▸ **REQUIRED ACTION**:
Scan the listing below. Return every line containing the string "plan".

────────────────

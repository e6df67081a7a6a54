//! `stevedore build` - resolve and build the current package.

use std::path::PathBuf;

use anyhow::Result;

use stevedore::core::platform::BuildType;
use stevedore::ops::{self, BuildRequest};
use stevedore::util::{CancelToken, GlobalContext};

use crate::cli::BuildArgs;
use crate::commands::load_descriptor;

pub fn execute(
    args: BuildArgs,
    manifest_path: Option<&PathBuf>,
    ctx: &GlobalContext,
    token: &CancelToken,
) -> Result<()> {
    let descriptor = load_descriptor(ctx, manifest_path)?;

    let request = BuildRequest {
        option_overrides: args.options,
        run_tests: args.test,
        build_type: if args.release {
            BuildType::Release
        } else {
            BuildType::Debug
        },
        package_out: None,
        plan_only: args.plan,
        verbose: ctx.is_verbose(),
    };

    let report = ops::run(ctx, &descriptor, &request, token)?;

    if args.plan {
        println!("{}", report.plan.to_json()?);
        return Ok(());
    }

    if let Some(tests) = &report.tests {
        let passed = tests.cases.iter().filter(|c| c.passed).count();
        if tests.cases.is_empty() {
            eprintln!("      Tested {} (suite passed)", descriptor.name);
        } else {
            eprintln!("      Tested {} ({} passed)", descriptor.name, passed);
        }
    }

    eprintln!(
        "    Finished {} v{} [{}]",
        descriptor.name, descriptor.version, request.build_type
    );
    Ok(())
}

────────────────

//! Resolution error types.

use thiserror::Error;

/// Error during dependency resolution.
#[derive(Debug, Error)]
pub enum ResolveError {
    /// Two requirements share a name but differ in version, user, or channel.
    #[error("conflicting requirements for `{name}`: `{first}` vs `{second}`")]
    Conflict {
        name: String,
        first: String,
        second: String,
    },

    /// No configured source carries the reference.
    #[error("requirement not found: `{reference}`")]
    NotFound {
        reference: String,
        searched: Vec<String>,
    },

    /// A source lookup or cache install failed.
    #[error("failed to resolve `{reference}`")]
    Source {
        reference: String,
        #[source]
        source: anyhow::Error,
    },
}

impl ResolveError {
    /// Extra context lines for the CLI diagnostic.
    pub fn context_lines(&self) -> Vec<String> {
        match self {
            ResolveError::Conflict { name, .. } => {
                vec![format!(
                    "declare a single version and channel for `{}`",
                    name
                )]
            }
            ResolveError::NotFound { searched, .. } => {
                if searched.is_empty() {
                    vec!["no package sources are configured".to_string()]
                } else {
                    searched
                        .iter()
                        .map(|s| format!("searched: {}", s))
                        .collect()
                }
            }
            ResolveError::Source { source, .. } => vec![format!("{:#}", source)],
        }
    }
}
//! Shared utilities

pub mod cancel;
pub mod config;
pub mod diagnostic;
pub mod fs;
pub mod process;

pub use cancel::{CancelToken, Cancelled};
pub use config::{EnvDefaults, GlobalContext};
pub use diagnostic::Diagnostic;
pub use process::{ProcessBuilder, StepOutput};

────────────────

▸ **WRITTEN REPLY**:
        plan_only: args.plan,
    if args.plan {
        println!("{}", report.plan.to_json()?);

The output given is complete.